====== EXERCISE INPUT
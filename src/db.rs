use anyhow::Result;
use sea_orm::{ConnectionTrait, Database, DatabaseConnection, Statement};
use sqlx::postgres::PgPoolOptions;
use std::path::PathBuf;
use tokio::fs;

pub type DbPool = sqlx::PgPool;
pub type OrmConn = DatabaseConnection;

/// Create the sqlx pool used by the audit-log write path.
pub async fn create_pool(database_url: &str) -> Result<DbPool> {
    let pool = PgPoolOptions::new()
        .max_connections(10)
        .connect(database_url)
        .await?;
    Ok(pool)
}

/// Create a SeaORM connection.
pub async fn create_orm_conn(database_url: &str) -> Result<DatabaseConnection> {
    let conn = Database::connect(database_url).await?;
    Ok(conn)
}

/// Minimal migration runner that executes SQL files in `migrations/` in filename order.
pub async fn run_migrations(conn: &DatabaseConnection) -> Result<()> {
    let mut entries = fs::read_dir("migrations").await?;
    let mut files: Vec<PathBuf> = Vec::new();
    while let Some(entry) = entries.next_entry().await? {
        let path = entry.path();
        if path.is_file() {
            files.push(path);
        }
    }
    files.sort();

    let backend = conn.get_database_backend();
    for file in files {
        let sql = fs::read_to_string(&file).await?;
        // Postgres prepared statements cannot contain multiple commands,
        // so split the migration file and run each statement individually.
        for stmt in sql.split(';') {
            let stmt = stmt.trim();
            if stmt.is_empty() {
                continue;
            }
            let statement = format!("{stmt};");
            conn.execute(Statement::from_string(backend, statement))
                .await?;
        }
    }

    Ok(())
}
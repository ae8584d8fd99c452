use chrono::Utc;
use sea_orm::ActiveValue::NotSet;
use sea_orm::sea_query::{Expr, Query};
use sea_orm::sea_query::extension::postgres::PgExpr;
use sea_orm::{
    ActiveModelTrait, ColumnTrait, Condition, ConnectionTrait, EntityTrait, ModelTrait,
    PaginatorTrait, QueryFilter, QueryOrder, QuerySelect, Set,
};

use crate::{
    audit::log_audit,
    authz::Principal,
    dto::products::{CreateProductRequest, UpdateProductRequest},
    entity::{
        categories::{Column as CategoryCol, Entity as Categories},
        product_categories::{
            ActiveModel as ProductCategoryActive, Column as ProductCategoryCol,
            Entity as ProductCategories,
        },
        products::{ActiveModel as ProductActive, Column, Entity as Products, Model as ProductModel},
    },
    error::{AppError, AppResult},
    models::{CategoryDto, ProductDto, ProductWithCategoriesDto},
    response::{ApiResponse, PaginatedResult},
    routes::params::{ProductQuery, ProductSortBy, SortOrder},
    state::AppState,
};

/// Public product listing with filtering, sorting and pagination.
pub async fn list_products(
    state: &AppState,
    query: ProductQuery,
) -> AppResult<ApiResponse<PaginatedResult<ProductWithCategoriesDto>>> {
    let (page, page_size, offset) = query.pagination.normalize();
    let mut condition = Condition::all();

    if let Some(search) = query.search_term.as_ref().filter(|s| !s.is_empty()) {
        let pattern = format!("%{}%", search);
        condition = condition.add(
            Condition::any()
                .add(Expr::col(Column::Name).ilike(pattern.clone()))
                .add(Expr::col(Column::Description).ilike(pattern)),
        );
    }
    if let Some(min_price) = query.min_price {
        condition = condition.add(Column::Price.gte(min_price));
    }
    if let Some(max_price) = query.max_price {
        condition = condition.add(Column::Price.lte(max_price));
    }
    if let Some(is_available) = query.is_available {
        condition = condition.add(Column::IsAvailable.eq(is_available));
    }
    if let Some(category_name) = query.category_name.as_ref().filter(|s| !s.is_empty()) {
        let category = Categories::find()
            .filter(CategoryCol::Name.eq(category_name.as_str()))
            .one(&state.orm)
            .await?;
        match category {
            Some(category) => {
                let sub = Query::select()
                    .column(ProductCategoryCol::ProductId)
                    .from(ProductCategories)
                    .and_where(ProductCategoryCol::CategoryId.eq(category.category_id))
                    .to_owned();
                condition = condition.add(Column::ProductId.in_subquery(sub));
            }
            None => {
                // No such category, no products.
                return Ok(ApiResponse::success(
                    "Products retrieved successfully",
                    PaginatedResult::new(Vec::new(), page, page_size, 0),
                ));
            }
        }
    }

    let sort_by = query.sort_by.unwrap_or(ProductSortBy::Name);
    let sort_order = query.sort_order.unwrap_or(SortOrder::Asc);
    let sort_col = match sort_by {
        ProductSortBy::Name => Column::Name,
        ProductSortBy::Price => Column::Price,
        ProductSortBy::CreatedAt => Column::CreatedAt,
        ProductSortBy::StockQuantity => Column::StockQuantity,
    };

    let mut finder = Products::find().filter(condition);
    finder = match sort_order {
        SortOrder::Asc => finder.order_by_asc(sort_col),
        SortOrder::Desc => finder.order_by_desc(sort_col),
    };

    let total_count = finder.clone().count(&state.orm).await? as i64;

    let products = finder
        .limit(page_size as u64)
        .offset(offset as u64)
        .all(&state.orm)
        .await?;

    let mut data = Vec::with_capacity(products.len());
    for product in products {
        data.push(with_categories(&state.orm, product).await?);
    }

    Ok(ApiResponse::success(
        "Products retrieved successfully",
        PaginatedResult::new(data, page, page_size, total_count),
    ))
}

pub async fn get_product(
    state: &AppState,
    id: i32,
) -> AppResult<ApiResponse<ProductWithCategoriesDto>> {
    let product = Products::find_by_id(id)
        .one(&state.orm)
        .await?
        .ok_or_else(|| AppError::NotFound("Product not found".into()))?;

    let dto = with_categories(&state.orm, product).await?;
    Ok(ApiResponse::success("Product retrieved successfully", dto))
}

pub async fn create_product(
    state: &AppState,
    principal: &Principal,
    payload: CreateProductRequest,
) -> AppResult<ApiResponse<ProductWithCategoriesDto>> {
    if !principal.is_admin() {
        return Err(AppError::Forbidden);
    }
    if payload.price < 0 || payload.stock_quantity < 0 {
        return Err(AppError::Validation(
            "Price and stock quantity must not be negative".into(),
        ));
    }

    let product = ProductActive {
        product_id: NotSet,
        partner_id: Set(payload.partner_id),
        name: Set(payload.name),
        description: Set(payload.description),
        price: Set(payload.price),
        image_url: Set(payload.image_url),
        is_available: Set(payload.is_available),
        stock_quantity: Set(payload.stock_quantity),
        created_at: NotSet,
        updated_at: Set(None),
    }
    .insert(&state.orm)
    .await?;

    set_categories(&state.orm, product.product_id, &payload.category_ids).await?;

    if let Err(err) = log_audit(
        &state.pool,
        Some(principal.user_id),
        "product_create",
        Some("products"),
        Some(serde_json::json!({ "product_id": product.product_id })),
    )
    .await
    {
        tracing::warn!(error = %err, "audit log failed");
    }

    let dto = with_categories(&state.orm, product).await?;
    Ok(ApiResponse::success_with_status(
        "Product created successfully",
        dto,
        201,
    ))
}

pub async fn update_product(
    state: &AppState,
    principal: &Principal,
    id: i32,
    payload: UpdateProductRequest,
) -> AppResult<ApiResponse<ProductWithCategoriesDto>> {
    if !principal.is_admin() {
        return Err(AppError::Forbidden);
    }

    let existing = Products::find_by_id(id)
        .one(&state.orm)
        .await?
        .ok_or_else(|| AppError::NotFound("Product not found".into()))?;

    let mut active: ProductActive = existing.into();
    if let Some(name) = payload.name {
        active.name = Set(name);
    }
    if let Some(description) = payload.description {
        active.description = Set(Some(description));
    }
    if let Some(price) = payload.price {
        if price < 0 {
            return Err(AppError::Validation("Price must not be negative".into()));
        }
        active.price = Set(price);
    }
    if let Some(image_url) = payload.image_url {
        active.image_url = Set(Some(image_url));
    }
    if let Some(is_available) = payload.is_available {
        active.is_available = Set(is_available);
    }
    if let Some(stock_quantity) = payload.stock_quantity {
        if stock_quantity < 0 {
            return Err(AppError::Validation(
                "Stock quantity must not be negative".into(),
            ));
        }
        active.stock_quantity = Set(stock_quantity);
    }
    active.updated_at = Set(Some(Utc::now().into()));
    let product = active.update(&state.orm).await?;

    if let Some(category_ids) = payload.category_ids {
        ProductCategories::delete_many()
            .filter(ProductCategoryCol::ProductId.eq(product.product_id))
            .exec(&state.orm)
            .await?;
        set_categories(&state.orm, product.product_id, &category_ids).await?;
    }

    if let Err(err) = log_audit(
        &state.pool,
        Some(principal.user_id),
        "product_update",
        Some("products"),
        Some(serde_json::json!({ "product_id": product.product_id })),
    )
    .await
    {
        tracing::warn!(error = %err, "audit log failed");
    }

    let dto = with_categories(&state.orm, product).await?;
    Ok(ApiResponse::success("Product updated successfully", dto))
}

pub async fn delete_product(
    state: &AppState,
    principal: &Principal,
    id: i32,
) -> AppResult<ApiResponse<serde_json::Value>> {
    if !principal.is_admin() {
        return Err(AppError::Forbidden);
    }

    let result = Products::delete_by_id(id).exec(&state.orm).await?;
    if result.rows_affected == 0 {
        return Err(AppError::NotFound("Product not found".into()));
    }

    if let Err(err) = log_audit(
        &state.pool,
        Some(principal.user_id),
        "product_delete",
        Some("products"),
        Some(serde_json::json!({ "product_id": id })),
    )
    .await
    {
        tracing::warn!(error = %err, "audit log failed");
    }

    Ok(ApiResponse::success(
        "Product deleted successfully",
        serde_json::json!({}),
    ))
}

async fn set_categories<C: ConnectionTrait>(
    conn: &C,
    product_id: i32,
    category_ids: &[i32],
) -> AppResult<()> {
    for category_id in category_ids {
        let category = Categories::find_by_id(*category_id).one(conn).await?;
        if category.is_none() {
            return Err(AppError::NotFound(format!(
                "Category with ID {category_id} was not found"
            )));
        }
        ProductCategoryActive {
            product_id: Set(product_id),
            category_id: Set(*category_id),
        }
        .insert(conn)
        .await?;
    }
    Ok(())
}

async fn with_categories<C: ConnectionTrait>(
    conn: &C,
    product: ProductModel,
) -> AppResult<ProductWithCategoriesDto> {
    let categories = product
        .find_related(Categories)
        .all(conn)
        .await?
        .into_iter()
        .map(|c| CategoryDto {
            category_id: c.category_id,
            name: c.name,
        })
        .collect();

    Ok(ProductWithCategoriesDto {
        product: product_to_dto(product),
        categories,
    })
}

fn product_to_dto(model: ProductModel) -> ProductDto {
    ProductDto {
        product_id: model.product_id,
        partner_id: model.partner_id,
        name: model.name,
        description: model.description,
        price: model.price,
        image_url: model.image_url,
        is_available: model.is_available,
        stock_quantity: model.stock_quantity,
        created_at: model.created_at.with_timezone(&Utc),
        updated_at: model.updated_at.map(|t| t.with_timezone(&Utc)),
    }
}
use serde::Deserialize;
use utoipa::ToSchema;

#[derive(Debug, Deserialize, ToSchema)]
pub struct CreateProductRequest {
    pub partner_id: i32,
    pub name: String,
    pub description: Option<String>,
    pub price: i64,
    pub image_url: Option<String>,
    #[serde(default = "default_available")]
    pub is_available: bool,
    #[serde(default)]
    pub stock_quantity: i32,
    #[serde(default)]
    pub category_ids: Vec<i32>,
}

fn default_available() -> bool {
    true
}

#[derive(Debug, Deserialize, ToSchema)]
pub struct UpdateProductRequest {
    pub name: Option<String>,
    pub description: Option<String>,
    pub price: Option<i64>,
    pub image_url: Option<String>,
    pub is_available: Option<bool>,
    pub stock_quantity: Option<i32>,
    pub category_ids: Option<Vec<i32>>,
}
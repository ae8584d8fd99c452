use quick_delivery_api::routes::health::health_check;

#[tokio::test]
async fn health_check_returns_ok() {
    let response = health_check().await;
    assert_eq!(response.0.message, "Health check");

    let data = response.0.data.expect("health data");
    assert_eq!(data.status, "ok");
}
pub mod audit;
pub mod authz;
pub mod config;
pub mod db;
pub mod dto;
pub mod entity;
pub mod error;
pub mod filters;
pub mod middleware;
pub mod models;
pub mod response;
pub mod routes;
pub mod services;
pub mod state;
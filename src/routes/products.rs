use axum::{
    Json, Router,
    extract::{Path, Query, State},
    routing::get,
};

use crate::{
    dto::products::{CreateProductRequest, UpdateProductRequest},
    error::AppResult,
    middleware::auth::AuthUser,
    models::ProductWithCategoriesDto,
    response::{ApiResponse, PaginatedResult},
    routes::params::ProductQuery,
    services::product_service,
    state::AppState,
};

pub fn router() -> Router<AppState> {
    Router::new()
        .route("/", get(list_products).post(create_product))
        .route(
            "/{id}",
            get(get_product).put(update_product).delete(delete_product),
        )
}

#[utoipa::path(get, path = "/api/products", tag = "Products",
    responses((status = 200, description = "Filtered, sorted, paginated products with categories",
               body = ApiResponse<PaginatedResult<ProductWithCategoriesDto>>)))]
pub async fn list_products(
    State(state): State<AppState>,
    Query(query): Query<ProductQuery>,
) -> AppResult<ApiResponse<PaginatedResult<ProductWithCategoriesDto>>> {
    product_service::list_products(&state, query).await
}

#[utoipa::path(get, path = "/api/products/{id}", tag = "Products",
    responses((status = 200, body = ApiResponse<ProductWithCategoriesDto>),
              (status = 404, description = "Product not found")))]
pub async fn get_product(
    State(state): State<AppState>,
    Path(id): Path<i32>,
) -> AppResult<ApiResponse<ProductWithCategoriesDto>> {
    product_service::get_product(&state, id).await
}

#[utoipa::path(post, path = "/api/products", request_body = CreateProductRequest, tag = "Products",
    responses((status = 201, body = ApiResponse<ProductWithCategoriesDto>),
              (status = 403, description = "Admin only")))]
pub async fn create_product(
    State(state): State<AppState>,
    user: AuthUser,
    Json(payload): Json<CreateProductRequest>,
) -> AppResult<ApiResponse<ProductWithCategoriesDto>> {
    product_service::create_product(&state, &user.principal, payload).await
}

#[utoipa::path(put, path = "/api/products/{id}", request_body = UpdateProductRequest, tag = "Products",
    responses((status = 200, body = ApiResponse<ProductWithCategoriesDto>),
              (status = 403, description = "Admin only"), (status = 404, description = "Product not found")))]
pub async fn update_product(
    State(state): State<AppState>,
    user: AuthUser,
    Path(id): Path<i32>,
    Json(payload): Json<UpdateProductRequest>,
) -> AppResult<ApiResponse<ProductWithCategoriesDto>> {
    product_service::update_product(&state, &user.principal, id, payload).await
}

#[utoipa::path(delete, path = "/api/products/{id}", tag = "Products",
    responses((status = 200, description = "Deleted"),
              (status = 403, description = "Admin only"), (status = 404, description = "Product not found")))]
pub async fn delete_product(
    State(state): State<AppState>,
    user: AuthUser,
    Path(id): Path<i32>,
) -> AppResult<ApiResponse<serde_json::Value>> {
    product_service::delete_product(&state, &user.principal, id).await
}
============
The expected answer is every line above in which the word "params" appears.

(SOLUTION TO THIS PROBLEM)
    routes::params::{ProductQuery, ProductSortBy, SortOrder},
    routes::params::ProductQuery,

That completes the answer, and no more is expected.